During my frenzy of preparation for the ACRP CCRA certification exam, in 2003, a colleague asked me why I was so determined to become an ACRP certified monitor. “It is just a piece of paper. “ She informed me. “It really doesn’t mean anything. “
I was not experienced enough to provide an adequate response. And so I chose not to answer her question. My reasons for taking the exam were personal. I had been waiting for 3 years to take the certification exam. I knew it would boost CV content and lend job credibility. I was not aware of the far reaching and dramatic impact it would have on my fledgling career.
As I near my 11 year anniversary as an ACRP certified CRA, I see this essay as an opportunity to finally answer that auspicious question posed by my colleague, and to inform anyone considering the certification pathway, that it is a career transforming decision. For me, it replaced uncertainty with confidence; it collated a disorganized knowledge base, and made straight a once undirected career path.
I had a trial by fire inception into clinical research. Soon after nursing school, I accepted a study coordinator position with a lot of enthusiasm and ZERO experience. I rapidly gained critical knowledge; both what to do, and what not to do. At my first investigator’s meeting (intimidated and weary), I was befriended by an experienced study coordinator. That was my first introduction to the CCRC/CCRA acronym, which the study coordinator proudly displayed on her name badge (CCRC). When I asked her what the letters represented, she informed me that she has taken a certification exam sponsored by a renowned research organization, and she was a certified clinical research coordinator. To my naive perception, that certification was the proverbial gold standard of clinical research expertise. However, that initial impression was surprisingly accurate. ACRP certification is universally recognized and highly respected certification to attain, and I feel proud to be a part of such a noteworthy organization.
Passing the certification exam was a bittersweet and wonderful accomplishment. Let me preface this by saying that I am NOT adept with timed testing. I am methodical and consider every answer, which does not align with the constraints imposed on timed examinations. I was daunted to discover the 3 hour parameter of the examination. But I was determined and spent hours reviewing research regulations and guidelines, to adequately prepare myself.
I likewise felt enormous pressure to pass the exam, from several sources. Being a type A perfectionist, as most CRAs are, I placed an inordinate amount of pressure on myself to pass the first time. My then employer covered the exam fee, and had high expectations of my performance. To cap off the pressure trifecta, I was notified at the last minute that my supervisor would be taking the exam with me. Could it get any better than that?
I felt cautiously optimistic the morning of the exam. I had prepared to the best of my ability, and had to trust the effort would dictate the outcome. However that peace of mind proved fleeting once I entered the examination area and held the 125 question test in my hand. The administrator informed us that we had 3 hours to complete the test. My confidence progressively waned, replaced with worry, as I witnessed each test taker complete the exam and exit the facility. I was the second to last person to finish the exam- I stopped short with five minutes to spare, and a number of questions unanswered, I felt dejected , and my prospects for passing dismal. It was hard to fathom that all of that effort had been for naught.
Three weeks later I received the glorious letter informing me that I was a certified CRA. My hands were unsteady as I opened the envelope.

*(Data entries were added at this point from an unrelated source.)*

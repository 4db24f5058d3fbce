//! Shelf Mirror maintenance tool
//!
//! Opens the offline store described by the configuration and runs one maintenance command.

use shelf_mirror::core::config::{CliArgs, Command, Config};
use shelf_mirror::core::{Logger, OfflineStore};

use anyhow::{Context, Result};
use clap::Parser;
use tracing::info;

#[tokio::main]
async fn main() -> Result<()> {
    let args = CliArgs::parse();

    // Load configuration (CLI args, env vars and config file)
    let config = match Config::load(&args) {
        Ok(cfg) => cfg,
        Err(e) => {
            // Print error to stderr since logging isn't initialized yet
            eprintln!("Failed to load configuration: {}", e);
            return Err(e.into());
        }
    };

    let _logger = match Logger::init(&config.logging) {
        Ok(logger) => logger,
        Err(e) => {
            eprintln!("Failed to initialize logging: {}", e);
            return Err(e);
        }
    };

    info!("Starting Shelf Mirror v{}", env!("CARGO_PKG_VERSION"));
    info!(path = ?config.database.path, "Database configuration");

    let store = OfflineStore::open_detached(&config.database, &config.offline)
        .context("Failed to open offline store")?;

    match args.command {
        Command::Summary { instance } => {
            store.instance(&instance).await?;
            let summary = store.download_queue_summary(&instance).await?;
            let queue = store.pending_downloads(&instance, Some(20)).await?;
            let outbox = store.pending_progress_count(Some(&instance)).await?;
            print_json(&serde_json::json!({
                "instance": instance,
                "queue": summary,
                "next": queue.iter().map(|s| &s.book_id).collect::<Vec<_>>(),
                "pendingProgress": outbox,
            }))?;
        }
        Command::Repair { instance } => {
            store.instance(&instance).await?;
            let report = store.repair(&instance).await?;
            info!(instance_id = %instance, series = report.series, read_lists = report.read_lists, "Repair finished");
            print_json(&report)?;
        }
        Command::Outbox { instance, limit } => {
            let entries = store.drain_pending_progress(instance.as_deref(), limit).await?;
            print_json(&entries)?;
        }
        Command::Purge { instance } => {
            let registered = store.instance(&instance).await?;
            info!(instance_id = %registered.id, server_url = %registered.server_url, "Purging instance");
            let removed = store.purge_instance(&instance).await?;
            print_json(&serde_json::json!({ "instance": instance, "removed": removed }))?;
        }
    }

    Ok(())
}

fn print_json<T: serde::Serialize>(value: &T) -> Result<()> {
    println!("{}", serde_json::to_string_pretty(value)?);
    Ok(())
}
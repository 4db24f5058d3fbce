//! Core engine module
//!
//! This module provides the offline mirror engine including:
//! - Mirror upserts of remote catalog snapshots
//! - The per-book download state machine
//! - Rolling download and reading aggregates
//! - Retention policy evaluation
//! - The reading progress outbox
//! - Configuration management
//! - Structured logging system
//! - Error handling and type system

pub mod aggregates;
pub mod collaborators;
pub mod config;
pub mod download_state;
pub mod error;
pub mod logging;
pub mod mirror;
pub mod offline_store;
pub mod outbox;
pub mod retention;
pub mod session;
pub mod snapshots;

pub use aggregates::{AggregateStatus, ReadingCounters, ReadingState};
pub use collaborators::{
    DownloadScheduler, EvictionCandidate, EvictionReason, EvictionSink, NoopCollaborator,
    RecordingCollaborator,
};
pub use config::Config;
pub use download_state::{DownloadStatus, TransitionOutcome, TransitionRequest};
pub use error::{MirrorError, Result};
pub use logging::Logger;
pub use mirror::{BatchReport, UpsertOutcome};
pub use offline_store::OfflineStore;
pub use outbox::ProgressUpdate;
pub use retention::{OfflinePolicy, RetentionSettings, CLEANUP_GRACE_PERIOD};
pub use session::{Decisions, RepairReport, ToggleOutcome, WriteSession};
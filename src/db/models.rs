//! Database models
//!
//! Data structures representing mirrored catalog rows and their device-only local state.

use chrono::{DateTime, SubsecRound, Utc};
use serde::{Deserialize, Serialize};
use std::fmt;

use crate::core::aggregates::AggregateStatus;
use crate::core::download_state::DownloadStatus;
use crate::core::retention::OfflinePolicy;

/// Composite key used for every mirrored entity
#[derive(Debug, Clone, PartialEq, Eq, Hash, PartialOrd, Ord, Serialize, Deserialize)]
pub struct EntityKey {
    pub instance_id: String,
    pub id: String,
}

impl EntityKey {
    pub fn new(instance_id: impl Into<String>, id: impl Into<String>) -> Self {
        Self {
            instance_id: instance_id.into(),
            id: id.into(),
        }
    }
}

impl fmt::Display for EntityKey {
    fn fmt(&self, f: &mut fmt::Formatter<'_>) -> fmt::Result {
        write!(f, "{}/{}", self.instance_id, self.id)
    }
}

/// Timestamps are persisted as epoch milliseconds
pub fn to_millis(ts: &DateTime<Utc>) -> i64 {
    ts.timestamp_millis()
}

pub fn from_millis(ms: i64) -> DateTime<Utc> {
    DateTime::from_timestamp_millis(ms).unwrap_or_default()
}

/// Drop sub-millisecond precision so in-memory rows compare equal to stored ones
pub fn storage_precision(ts: DateTime<Utc>) -> DateTime<Utc> {
    ts.trunc_subsecs(3)
}

/// Remote server identity
#[derive(Debug, Clone, PartialEq, Serialize, Deserialize)]
pub struct Instance {
    pub id: String,
    pub name: String,
    pub server_url: String,
    pub username: String,
    pub is_admin: bool,
    pub created_at: DateTime<Utc>,
    pub last_used_at: DateTime<Utc>,
    pub series_last_synced_at: DateTime<Utc>,
    pub books_last_synced_at: DateTime<Utc>,
}

/// Library record
#[derive(Debug, Clone, PartialEq, Serialize, Deserialize)]
pub struct Library {
    pub instance_id: String,
    pub library_id: String,
    pub name: String,
}

/// Series record (mirrored fields only)
#[derive(Debug, Clone, PartialEq, Serialize, Deserialize)]
pub struct Series {
    pub instance_id: String,
    pub series_id: String,
    pub library_id: String,
    pub name: String,
    pub url: String,
    pub created: DateTime<Utc>,
    pub last_modified: DateTime<Utc>,
    pub books_count: i64,
    pub books_read_count: i64,
    pub books_unread_count: i64,
    pub books_in_progress_count: i64,
    pub metadata: serde_json::Value,
    pub books_metadata: serde_json::Value,
    pub deleted: bool,
    pub oneshot: bool,
}

impl Series {
    pub fn key(&self) -> EntityKey {
        EntityKey::new(&self.instance_id, &self.series_id)
    }
}

/// Device-only state of a series
#[derive(Debug, Clone, PartialEq, Serialize, Deserialize)]
pub struct SeriesLocalState {
    pub instance_id: String,
    pub series_id: String,
    pub download_status: AggregateStatus,
    pub downloaded_books: i64,
    pub pending_books: i64,
    pub downloaded_size: i64,
    pub download_at: Option<DateTime<Utc>>,
    pub offline_policy: OfflinePolicy,
    pub collection_ids: Vec<String>,
}

impl SeriesLocalState {
    pub fn empty(key: &EntityKey) -> Self {
        Self {
            instance_id: key.instance_id.clone(),
            series_id: key.id.clone(),
            download_status: AggregateStatus::NotDownloaded,
            downloaded_books: 0,
            pending_books: 0,
            downloaded_size: 0,
            download_at: None,
            offline_policy: OfflinePolicy::Manual,
            collection_ids: Vec::new(),
        }
    }
}

/// Server-side reading progress of a book
#[derive(Debug, Clone, PartialEq, Serialize, Deserialize)]
pub struct ReadProgress {
    pub page: i64,
    pub completed: bool,
    pub read_date: Option<DateTime<Utc>>,
    pub last_modified: DateTime<Utc>,
}

/// Book record (mirrored fields only)
#[derive(Debug, Clone, PartialEq, Serialize, Deserialize)]
pub struct Book {
    pub instance_id: String,
    pub book_id: String,
    pub series_id: String,
    pub library_id: String,
    pub name: String,
    pub url: String,
    pub number: f64,
    pub number_sort: f64,
    pub created: DateTime<Utc>,
    pub last_modified: DateTime<Utc>,
    pub size_bytes: i64,
    pub media: serde_json::Value,
    pub metadata: serde_json::Value,
    pub read_progress: Option<ReadProgress>,
    pub deleted: bool,
    pub oneshot: bool,
    pub series_title: String,
}

impl Book {
    pub fn key(&self) -> EntityKey {
        EntityKey::new(&self.instance_id, &self.book_id)
    }

    pub fn series_key(&self) -> EntityKey {
        EntityKey::new(&self.instance_id, &self.series_id)
    }
}

/// Device-only state of a book
#[derive(Debug, Clone, PartialEq, Serialize, Deserialize)]
pub struct BookLocalState {
    pub instance_id: String,
    pub book_id: String,
    pub download_status: DownloadStatus,
    pub downloaded_size: i64,
    pub download_at: Option<DateTime<Utc>>,
    pub pages: Option<Vec<u8>>,
    pub toc: Option<Vec<u8>>,
    pub webpub_manifest: Option<Vec<u8>>,
    pub epub_progression: Option<Vec<u8>>,
    pub read_list_ids: Vec<String>,
}

impl BookLocalState {
    pub fn empty(key: &EntityKey) -> Self {
        Self {
            instance_id: key.instance_id.clone(),
            book_id: key.id.clone(),
            download_status: DownloadStatus::NotDownloaded,
            downloaded_size: 0,
            download_at: None,
            pages: None,
            toc: None,
            webpub_manifest: None,
            epub_progression: None,
            read_list_ids: Vec::new(),
        }
    }

    pub fn key(&self) -> EntityKey {
        EntityKey::new(&self.instance_id, &self.book_id)
    }

    pub fn clear_artifacts(&mut self) {
        self.pages = None;
        self.toc = None;
        self.webpub_manifest = None;
        self.epub_progression = None;
    }
}

/// Collection record
#[derive(Debug, Clone, PartialEq, Serialize, Deserialize)]
pub struct Collection {
    pub instance_id: String,
    pub collection_id: String,
    pub name: String,
    pub ordered: bool,
    pub filtered: bool,
    pub created_date: DateTime<Utc>,
    pub last_modified_date: DateTime<Utc>,
    pub series_ids: Vec<String>,
}

/// Read list record
#[derive(Debug, Clone, PartialEq, Serialize, Deserialize)]
pub struct ReadList {
    pub instance_id: String,
    pub read_list_id: String,
    pub name: String,
    pub summary: String,
    pub ordered: bool,
    pub filtered: bool,
    pub created_date: DateTime<Utc>,
    pub last_modified_date: DateTime<Utc>,
    pub book_ids: Vec<String>,
}

impl ReadList {
    pub fn key(&self) -> EntityKey {
        EntityKey::new(&self.instance_id, &self.read_list_id)
    }
}

/// Device-only state of a read list
#[derive(Debug, Clone, PartialEq, Serialize, Deserialize)]
pub struct ReadListLocalState {
    pub instance_id: String,
    pub read_list_id: String,
    pub download_status: AggregateStatus,
    pub downloaded_books: i64,
    pub pending_books: i64,
    pub downloaded_size: i64,
    pub download_at: Option<DateTime<Utc>>,
    pub retain_offline: bool,
}

impl ReadListLocalState {
    pub fn empty(key: &EntityKey) -> Self {
        Self {
            instance_id: key.instance_id.clone(),
            read_list_id: key.id.clone(),
            download_status: AggregateStatus::NotDownloaded,
            downloaded_books: 0,
            pending_books: 0,
            downloaded_size: 0,
            download_at: None,
            retain_offline: false,
        }
    }
}

/// Reading progress waiting to be uploaded
#[derive(Debug, Clone, PartialEq, Serialize, Deserialize)]
pub struct PendingProgress {
    pub id: String,
    pub instance_id: String,
    pub book_id: String,
    pub page: i64,
    pub completed: bool,
    pub created_at: DateTime<Utc>,
    pub progression: Option<Vec<u8>>,
}

/// Book counts per download status for one instance
#[derive(Debug, Clone, Default, PartialEq, Eq, Serialize, Deserialize)]
pub struct DownloadQueueSummary {
    pub pending: i64,
    pub downloading: i64,
    pub downloaded: i64,
    pub failed: i64,
    pub downloaded_size: i64,
}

I am sure my neighbors thought me crazy as I whooped, hollered and danced a jig in the condominium mail room. I did not care. I was exultant, and relieved to have passed the examination.
CCRA certification was the final proverbial milestone in my educational journey as a monitor. It confirmed my industry knowledge and monitoring proficiency. In preparing for the exam I gained a vital understanding of the regulations that govern research, which expedited future assimilation of clinical research directives and information pivotal to monitoring performance.
My answer to anyone who feels that obtaining certification does not make a difference? Trust me when I tell you, I would not have gotten as far as I have without it.